> [LISTED ENTRIES]
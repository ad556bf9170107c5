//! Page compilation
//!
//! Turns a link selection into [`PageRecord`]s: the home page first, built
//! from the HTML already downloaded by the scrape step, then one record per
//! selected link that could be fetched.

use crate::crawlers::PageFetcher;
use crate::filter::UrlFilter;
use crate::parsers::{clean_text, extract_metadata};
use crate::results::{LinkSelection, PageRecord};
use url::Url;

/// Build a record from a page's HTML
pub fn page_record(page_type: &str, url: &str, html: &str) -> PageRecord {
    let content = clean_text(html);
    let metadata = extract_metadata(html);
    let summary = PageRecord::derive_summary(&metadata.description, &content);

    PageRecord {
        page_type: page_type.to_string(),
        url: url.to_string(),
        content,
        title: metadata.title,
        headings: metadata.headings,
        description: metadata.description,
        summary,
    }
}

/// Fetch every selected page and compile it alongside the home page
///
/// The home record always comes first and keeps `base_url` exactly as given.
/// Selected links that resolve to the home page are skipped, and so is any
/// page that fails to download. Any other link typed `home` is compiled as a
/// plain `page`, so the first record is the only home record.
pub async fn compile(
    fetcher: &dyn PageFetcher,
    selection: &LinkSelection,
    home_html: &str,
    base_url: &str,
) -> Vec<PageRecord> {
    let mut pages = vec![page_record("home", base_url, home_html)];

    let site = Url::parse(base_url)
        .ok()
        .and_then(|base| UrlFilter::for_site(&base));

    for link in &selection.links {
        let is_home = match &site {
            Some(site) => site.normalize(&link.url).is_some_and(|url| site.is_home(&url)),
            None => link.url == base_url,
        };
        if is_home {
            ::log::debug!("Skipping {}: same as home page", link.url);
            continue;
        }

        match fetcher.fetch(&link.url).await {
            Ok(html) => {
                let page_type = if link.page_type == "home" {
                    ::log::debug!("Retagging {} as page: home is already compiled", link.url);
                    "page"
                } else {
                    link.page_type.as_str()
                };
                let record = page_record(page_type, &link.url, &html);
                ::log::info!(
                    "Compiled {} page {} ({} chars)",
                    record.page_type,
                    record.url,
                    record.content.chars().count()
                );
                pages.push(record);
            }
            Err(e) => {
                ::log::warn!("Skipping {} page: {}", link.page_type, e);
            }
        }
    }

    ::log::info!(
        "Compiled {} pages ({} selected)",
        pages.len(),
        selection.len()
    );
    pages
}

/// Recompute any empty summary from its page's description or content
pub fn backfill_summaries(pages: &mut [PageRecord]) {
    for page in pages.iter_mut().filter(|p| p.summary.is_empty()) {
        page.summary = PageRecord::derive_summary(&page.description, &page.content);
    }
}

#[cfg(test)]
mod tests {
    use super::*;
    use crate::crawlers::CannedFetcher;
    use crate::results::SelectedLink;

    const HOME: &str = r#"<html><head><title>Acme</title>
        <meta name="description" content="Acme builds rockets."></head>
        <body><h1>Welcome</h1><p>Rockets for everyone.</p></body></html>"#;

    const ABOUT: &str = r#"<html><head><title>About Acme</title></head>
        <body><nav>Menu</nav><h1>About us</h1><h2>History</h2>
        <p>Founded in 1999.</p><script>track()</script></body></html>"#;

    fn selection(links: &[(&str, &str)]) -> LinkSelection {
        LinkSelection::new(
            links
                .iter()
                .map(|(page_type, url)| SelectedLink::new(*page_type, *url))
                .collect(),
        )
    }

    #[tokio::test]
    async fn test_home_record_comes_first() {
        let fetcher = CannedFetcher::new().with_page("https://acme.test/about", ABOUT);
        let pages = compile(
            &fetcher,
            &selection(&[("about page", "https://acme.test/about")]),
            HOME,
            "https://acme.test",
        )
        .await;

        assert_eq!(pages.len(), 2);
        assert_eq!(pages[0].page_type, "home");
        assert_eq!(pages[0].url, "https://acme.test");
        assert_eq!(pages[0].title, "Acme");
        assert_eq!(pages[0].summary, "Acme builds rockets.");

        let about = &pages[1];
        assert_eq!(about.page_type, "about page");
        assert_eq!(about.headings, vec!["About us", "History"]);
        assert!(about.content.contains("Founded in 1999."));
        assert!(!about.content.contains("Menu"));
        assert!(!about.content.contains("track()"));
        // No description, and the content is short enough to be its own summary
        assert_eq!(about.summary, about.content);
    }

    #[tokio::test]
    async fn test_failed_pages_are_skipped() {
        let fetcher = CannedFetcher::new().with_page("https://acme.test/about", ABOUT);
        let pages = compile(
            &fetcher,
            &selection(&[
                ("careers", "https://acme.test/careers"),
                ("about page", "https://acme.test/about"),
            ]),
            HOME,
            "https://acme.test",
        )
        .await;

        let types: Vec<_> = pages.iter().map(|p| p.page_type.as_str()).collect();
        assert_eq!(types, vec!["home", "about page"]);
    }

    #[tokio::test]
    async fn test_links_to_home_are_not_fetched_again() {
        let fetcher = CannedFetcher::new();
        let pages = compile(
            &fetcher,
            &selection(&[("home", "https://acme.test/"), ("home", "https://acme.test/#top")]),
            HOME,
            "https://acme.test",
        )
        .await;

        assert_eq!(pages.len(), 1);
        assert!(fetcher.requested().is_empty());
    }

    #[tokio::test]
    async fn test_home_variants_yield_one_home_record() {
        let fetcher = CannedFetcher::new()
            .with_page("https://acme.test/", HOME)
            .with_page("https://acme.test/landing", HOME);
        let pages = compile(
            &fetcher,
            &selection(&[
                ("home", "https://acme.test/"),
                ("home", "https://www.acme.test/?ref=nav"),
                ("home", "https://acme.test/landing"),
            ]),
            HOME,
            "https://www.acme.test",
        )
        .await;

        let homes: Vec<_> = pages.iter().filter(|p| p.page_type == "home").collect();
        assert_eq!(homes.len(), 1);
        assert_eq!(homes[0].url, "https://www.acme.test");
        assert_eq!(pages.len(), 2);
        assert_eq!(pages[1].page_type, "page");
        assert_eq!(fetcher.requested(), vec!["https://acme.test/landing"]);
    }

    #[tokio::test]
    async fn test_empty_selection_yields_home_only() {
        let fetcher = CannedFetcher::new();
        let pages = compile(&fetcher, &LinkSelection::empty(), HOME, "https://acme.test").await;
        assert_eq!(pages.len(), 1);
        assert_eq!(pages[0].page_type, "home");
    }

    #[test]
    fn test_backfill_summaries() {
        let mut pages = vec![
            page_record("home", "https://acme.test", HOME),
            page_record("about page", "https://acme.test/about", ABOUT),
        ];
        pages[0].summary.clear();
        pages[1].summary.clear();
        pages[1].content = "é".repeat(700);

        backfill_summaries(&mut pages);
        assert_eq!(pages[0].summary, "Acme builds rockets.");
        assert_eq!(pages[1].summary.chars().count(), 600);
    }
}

> [ASSIGNMENT] Write the whole of the data out again exactly as it stands.

> [YOUR SOLUTION]
repository ad556bf9170107c5
//! Page compilation
//!
//! Turns a link selection into [`PageRecord`]s: the home page first, built
//! from the HTML already downloaded by the scrape step, then one record per
//! selected link that could be fetched.

use crate::crawlers::PageFetcher;
use crate::filter::UrlFilter;
use crate::parsers::{clean_text, extract_metadata};
use crate::results::{LinkSelection, PageRecord};
use url::Url;

/// Build a record from a page's HTML
pub fn page_record(page_type: &str, url: &str, html: &str) -> PageRecord {
    let content = clean_text(html);
    let metadata = extract_metadata(html);
    let summary = PageRecord::derive_summary(&metadata.description, &content);

    PageRecord {
        page_type: page_type.to_string(),
        url: url.to_string(),
        content,
        title: metadata.title,
        headings: metadata.headings,
        description: metadata.description,
        summary,
    }
}

/// Fetch every selected page and compile it alongside the home page
///
/// The home record always comes first and keeps `base_url` exactly as given.
/// Selected links that resolve to the home page are skipped, and so is any
/// page that fails to download. Any other link typed `home` is compiled as a
/// plain `page`, so the first record is the only home record.
pub async fn compile(
    fetcher: &dyn PageFetcher,
    selection: &LinkSelection,
    home_html: &str,
    base_url: &str,
) -> Vec<PageRecord> {
    let mut pages = vec![page_record("home", base_url, home_html)];

    let site = Url::parse(base_url)
        .ok()
        .and_then(|base| UrlFilter::for_site(&base));

    for link in &selection.links {
        let is_home = match &site {
            Some(site) => site.normalize(&link.url).is_some_and(|url| site.is_home(&url)),
            None => link.url == base_url,
        };
        if is_home {
            ::log::debug!("Skipping {}: same as home page", link.url);
            continue;
        }

        match fetcher.fetch(&link.url).await {
            Ok(html) => {
                let page_type = if link.page_type == "home" {
                    ::log::debug!("Retagging {} as page: home is already compiled", link.url);
                    "page"
                } else {
                    link.page_type.as_str()
                };
                let record = page_record(page_type, &link.url, &html);
                ::log::info!(
                    "Compiled {} page {} ({} chars)",
                    record.page_type,
                    record.url,
                    record.content.chars().count()
                );
                pages.push(record);
            }
            Err(e) => {
                ::log::warn!("Skipping {} page: {}", link.page_type, e);
            }
        }
    }

    ::log::info!(
        "Compiled {} pages ({} selected)",
        pages.len(),
        selection.len()
    );
    pages
}

/// Recompute any empty summary from its page's description or content
pub fn backfill_summaries(pages: &mut [PageRecord]) {
    for page in pages.iter_mut().filter(|p| p.summary.is_empty()) {
        page.summary = PageRecord::derive_summary(&page.description, &page.content);
    }
}

#[cfg(test)]
mod tests {
    use super::*;
    use crate::crawlers::CannedFetcher;
    use crate::results::SelectedLink;

    const HOME: &str = r#"<html><head><title>Acme</title>
        <meta name="description" content="Acme builds rockets."></head>
        <body><h1>Welcome</h1><p>Rockets for everyone.</p></body></html>"#;

    const ABOUT: &str = r#"<html><head><title>About Acme</title></head>
        <body><nav>Menu</nav><h1>About us</h1><h2>History</h2>
        <p>Founded in 1999.</p><script>track()</script></body></html>"#;

    fn selection(links: &[(&str, &str)]) -> LinkSelection {
        LinkSelection::new(
            links
                .iter()
                .map(|(page_type, url)| SelectedLink::new(*page_type, *url))
                .collect(),
        )
    }

    #[tokio::test]
    async fn test_home_record_comes_first() {
        let fetcher = CannedFetcher::new().with_page("https://acme.test/about", ABOUT);
        let pages = compile(
            &fetcher,
            &selection(&[("about page", "https://acme.test/about")]),
            HOME,
            "https://acme.test",
        )
        .await;

        assert_eq!(pages.len(), 2);
        assert_eq!(pages[0].page_type, "home");
        assert_eq!(pages[0].url, "https://acme.test");
        assert_eq!(pages[0].title, "Acme");
        assert_eq!(pages[0].summary, "Acme builds rockets.");

        let about = &pages[1];
        assert_eq!(about.page_type, "about page");
        assert_eq!(about.headings, vec!["About us", "History"]);
        assert!(about.content.contains("Founded in 1999."));
        assert!(!about.content.contains("Menu"));
        assert!(!about.content.contains("track()"));
        // No description, and the content is short enough to be its own summary
        assert_eq!(about.summary, about.content);
    }

    #[tokio::test]
    async fn test_failed_pages_are_skipped() {
        let fetcher = CannedFetcher::new().with_page("https://acme.test/about", ABOUT);
        let pages = compile(
            &fetcher,
            &selection(&[
                ("careers", "https://acme.test/careers"),
                ("about page", "https://acme.test/about"),
            ]),
            HOME,
            "https://acme.test",
        )
        .await;

        let types: Vec<_> = pages.iter().map(|p| p.page_type.as_str()).collect();
        assert_eq!(types, vec!["home", "about page"]);
    }

    #[tokio::test]
    async fn test_links_to_home_are_not_fetched_again() {
        let fetcher = CannedFetcher::new();
        let pages = compile(
            &fetcher,
            &selection(&[("home", "https://acme.test/"), ("home", "https://acme.test/#top")]),
            HOME,
            "https://acme.test",
        )
        .await;

        assert_eq!(pages.len(), 1);
        assert!(fetcher.requested().is_empty());
    }

    #[tokio::test]
    async fn test_home_variants_yield_one_home_record() {
        let fetcher = CannedFetcher::new()
            .with_page("https://acme.test/", HOME)
            .with_page("https://acme.test/landing", HOME);
        let pages = compile(
            &fetcher,
            &selection(&[
                ("home", "https://acme.test/"),
                ("home", "https://www.acme.test/?ref=nav"),
                ("home", "https://acme.test/landing"),
            ]),
            HOME,
            "https://www.acme.test",
        )
        .await;

        let homes: Vec<_> = pages.iter().filter(|p| p.page_type == "home").collect();
        assert_eq!(homes.len(), 1);
        assert_eq!(homes[0].url, "https://www.acme.test");
        assert_eq!(pages.len(), 2);
        assert_eq!(pages[1].page_type, "page");
        assert_eq!(fetcher.requested(), vec!["https://acme.test/landing"]);
    }

    #[tokio::test]
    async fn test_empty_selection_yields_home_only() {
        let fetcher = CannedFetcher::new();
        let pages = compile(&fetcher, &LinkSelection::empty(), HOME, "https://acme.test").await;
        assert_eq!(pages.len(), 1);
        assert_eq!(pages[0].page_type, "home");
    }

    #[test]
    fn test_backfill_summaries() {
        let mut pages = vec![
            page_record("home", "https://acme.test", HOME),
            page_record("about page", "https://acme.test/about", ABOUT),
        ];
        pages[0].summary.clear();
        pages[1].summary.clear();
        pages[1].content = "é".repeat(700);

        backfill_summaries(&mut pages);
        assert_eq!(pages[0].summary, "Acme builds rockets.");
        assert_eq!(pages[1].summary.chars().count(), 600);
    }
}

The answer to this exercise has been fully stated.